_Records shown_
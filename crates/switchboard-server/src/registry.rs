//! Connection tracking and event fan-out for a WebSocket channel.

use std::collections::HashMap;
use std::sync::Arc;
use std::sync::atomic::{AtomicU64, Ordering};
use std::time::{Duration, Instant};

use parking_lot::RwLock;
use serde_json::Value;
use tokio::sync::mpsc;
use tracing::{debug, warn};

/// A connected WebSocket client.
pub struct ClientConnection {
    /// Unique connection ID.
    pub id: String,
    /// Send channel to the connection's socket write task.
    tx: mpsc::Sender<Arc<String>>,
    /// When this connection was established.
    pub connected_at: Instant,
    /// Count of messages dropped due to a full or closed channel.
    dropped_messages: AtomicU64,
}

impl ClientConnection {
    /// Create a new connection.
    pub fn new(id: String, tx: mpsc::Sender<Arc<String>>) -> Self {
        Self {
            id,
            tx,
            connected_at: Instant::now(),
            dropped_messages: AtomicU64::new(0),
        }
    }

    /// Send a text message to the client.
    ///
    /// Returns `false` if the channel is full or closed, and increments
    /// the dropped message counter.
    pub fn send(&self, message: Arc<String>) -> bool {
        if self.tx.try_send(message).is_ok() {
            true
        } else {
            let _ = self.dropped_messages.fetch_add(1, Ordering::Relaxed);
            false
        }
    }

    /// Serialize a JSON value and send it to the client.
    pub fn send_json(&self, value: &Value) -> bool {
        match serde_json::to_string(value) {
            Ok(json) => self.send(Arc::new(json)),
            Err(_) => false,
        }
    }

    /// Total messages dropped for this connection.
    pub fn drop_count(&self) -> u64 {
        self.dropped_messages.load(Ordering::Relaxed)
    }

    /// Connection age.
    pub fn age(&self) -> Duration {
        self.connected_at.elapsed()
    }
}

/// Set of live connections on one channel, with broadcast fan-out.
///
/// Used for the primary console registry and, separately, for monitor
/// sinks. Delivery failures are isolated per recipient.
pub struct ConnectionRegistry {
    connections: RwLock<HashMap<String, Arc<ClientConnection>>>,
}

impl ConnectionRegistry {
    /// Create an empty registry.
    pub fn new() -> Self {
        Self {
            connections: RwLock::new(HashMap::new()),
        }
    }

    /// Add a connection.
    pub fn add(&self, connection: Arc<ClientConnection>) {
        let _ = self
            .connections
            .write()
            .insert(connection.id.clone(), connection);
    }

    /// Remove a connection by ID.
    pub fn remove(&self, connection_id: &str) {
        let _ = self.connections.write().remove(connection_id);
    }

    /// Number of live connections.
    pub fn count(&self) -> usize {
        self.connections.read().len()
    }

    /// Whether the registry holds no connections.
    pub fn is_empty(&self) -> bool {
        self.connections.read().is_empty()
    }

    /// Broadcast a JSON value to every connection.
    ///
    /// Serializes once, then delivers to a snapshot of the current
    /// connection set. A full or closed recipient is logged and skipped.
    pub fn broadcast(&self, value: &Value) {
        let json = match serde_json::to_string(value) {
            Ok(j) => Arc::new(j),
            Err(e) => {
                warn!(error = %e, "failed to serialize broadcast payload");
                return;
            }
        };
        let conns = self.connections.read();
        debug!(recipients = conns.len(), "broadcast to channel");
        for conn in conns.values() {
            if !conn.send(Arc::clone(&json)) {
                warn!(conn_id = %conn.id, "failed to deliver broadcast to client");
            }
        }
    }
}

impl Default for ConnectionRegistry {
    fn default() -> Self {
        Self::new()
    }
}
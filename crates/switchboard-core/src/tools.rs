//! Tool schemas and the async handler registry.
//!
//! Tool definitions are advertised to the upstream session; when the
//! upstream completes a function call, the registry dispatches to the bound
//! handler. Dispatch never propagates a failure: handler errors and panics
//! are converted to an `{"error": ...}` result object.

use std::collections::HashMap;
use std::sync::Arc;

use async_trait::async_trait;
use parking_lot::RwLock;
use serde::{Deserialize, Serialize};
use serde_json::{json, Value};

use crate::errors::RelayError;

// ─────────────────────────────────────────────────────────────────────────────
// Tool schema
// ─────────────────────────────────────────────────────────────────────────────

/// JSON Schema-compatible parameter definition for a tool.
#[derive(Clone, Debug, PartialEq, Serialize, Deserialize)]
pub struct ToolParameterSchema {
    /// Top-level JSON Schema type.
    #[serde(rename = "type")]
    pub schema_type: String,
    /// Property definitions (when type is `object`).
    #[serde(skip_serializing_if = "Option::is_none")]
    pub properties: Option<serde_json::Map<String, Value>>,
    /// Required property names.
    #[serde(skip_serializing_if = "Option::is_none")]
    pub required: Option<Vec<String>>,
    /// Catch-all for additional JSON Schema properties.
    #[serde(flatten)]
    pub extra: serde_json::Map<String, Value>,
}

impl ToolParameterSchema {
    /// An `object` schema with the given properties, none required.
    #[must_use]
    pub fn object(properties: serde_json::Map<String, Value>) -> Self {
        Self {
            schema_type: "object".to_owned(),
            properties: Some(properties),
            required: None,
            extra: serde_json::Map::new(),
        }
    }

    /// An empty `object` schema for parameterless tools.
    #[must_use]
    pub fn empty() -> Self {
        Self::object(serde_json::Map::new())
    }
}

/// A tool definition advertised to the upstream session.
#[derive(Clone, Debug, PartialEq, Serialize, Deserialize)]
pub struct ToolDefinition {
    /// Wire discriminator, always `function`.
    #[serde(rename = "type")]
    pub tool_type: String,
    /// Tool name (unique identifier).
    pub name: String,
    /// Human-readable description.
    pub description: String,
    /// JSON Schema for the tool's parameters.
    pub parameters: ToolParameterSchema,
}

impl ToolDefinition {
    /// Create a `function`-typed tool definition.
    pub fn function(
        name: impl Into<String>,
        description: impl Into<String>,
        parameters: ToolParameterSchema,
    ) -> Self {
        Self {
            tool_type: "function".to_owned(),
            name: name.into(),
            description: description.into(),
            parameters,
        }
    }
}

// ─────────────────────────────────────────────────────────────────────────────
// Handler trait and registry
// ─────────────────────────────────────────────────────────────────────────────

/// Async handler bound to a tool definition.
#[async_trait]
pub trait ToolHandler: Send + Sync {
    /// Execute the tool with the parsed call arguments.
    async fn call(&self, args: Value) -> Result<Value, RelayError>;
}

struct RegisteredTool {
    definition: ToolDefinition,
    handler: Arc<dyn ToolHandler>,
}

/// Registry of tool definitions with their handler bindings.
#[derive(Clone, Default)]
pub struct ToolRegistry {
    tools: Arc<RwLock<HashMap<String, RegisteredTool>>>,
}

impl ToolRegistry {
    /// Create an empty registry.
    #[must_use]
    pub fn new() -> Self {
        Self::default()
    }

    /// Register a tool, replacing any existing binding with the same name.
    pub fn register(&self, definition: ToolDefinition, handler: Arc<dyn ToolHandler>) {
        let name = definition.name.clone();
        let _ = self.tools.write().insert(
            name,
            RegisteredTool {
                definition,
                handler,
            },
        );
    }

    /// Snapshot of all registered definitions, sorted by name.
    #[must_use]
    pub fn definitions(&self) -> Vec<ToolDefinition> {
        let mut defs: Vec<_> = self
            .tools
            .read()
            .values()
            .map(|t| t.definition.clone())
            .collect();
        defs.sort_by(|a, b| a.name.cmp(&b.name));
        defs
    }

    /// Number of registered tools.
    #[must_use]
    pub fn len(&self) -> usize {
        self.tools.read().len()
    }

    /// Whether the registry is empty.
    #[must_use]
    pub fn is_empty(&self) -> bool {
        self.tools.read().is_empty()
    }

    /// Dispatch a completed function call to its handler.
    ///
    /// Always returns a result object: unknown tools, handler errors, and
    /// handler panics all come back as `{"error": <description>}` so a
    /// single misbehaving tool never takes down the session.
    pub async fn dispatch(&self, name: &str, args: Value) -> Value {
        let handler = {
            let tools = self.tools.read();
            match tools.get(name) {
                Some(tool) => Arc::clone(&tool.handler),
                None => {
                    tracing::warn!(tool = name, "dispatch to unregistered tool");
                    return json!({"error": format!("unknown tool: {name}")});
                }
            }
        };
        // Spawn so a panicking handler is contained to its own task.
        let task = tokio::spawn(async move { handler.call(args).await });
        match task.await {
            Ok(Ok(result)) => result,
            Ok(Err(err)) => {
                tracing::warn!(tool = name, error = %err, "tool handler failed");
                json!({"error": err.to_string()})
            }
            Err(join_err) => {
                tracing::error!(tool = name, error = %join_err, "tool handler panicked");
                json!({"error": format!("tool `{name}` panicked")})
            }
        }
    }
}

_Work item_
In the entries above, find the line with "pub async fn", then retype it and every line after it exactly.

_Result for this task_
    pub async fn dispatch(&self, name: &str, args: Value) -> Value {
        let handler = {
            let tools = self.tools.read();
            match tools.get(name) {
                Some(tool) => Arc::clone(&tool.handler),
                None => {
                    tracing::warn!(tool = name, "dispatch to unregistered tool");
                    return json!({"error": format!("unknown tool: {name}")});
                }
            }
        };
        // Spawn so a panicking handler is contained to its own task.
        let task = tokio::spawn(async move { handler.call(args).await });
        match task.await {
            Ok(Ok(result)) => result,
            Ok(Err(err)) => {
                tracing::warn!(tool = name, error = %err, "tool handler failed");
                json!({"error": err.to_string()})
            }
            Err(join_err) => {
                tracing::error!(tool = name, error = %join_err, "tool handler panicked");
                json!({"error": format!("tool `{name}` panicked")})
            }
        }
    }
}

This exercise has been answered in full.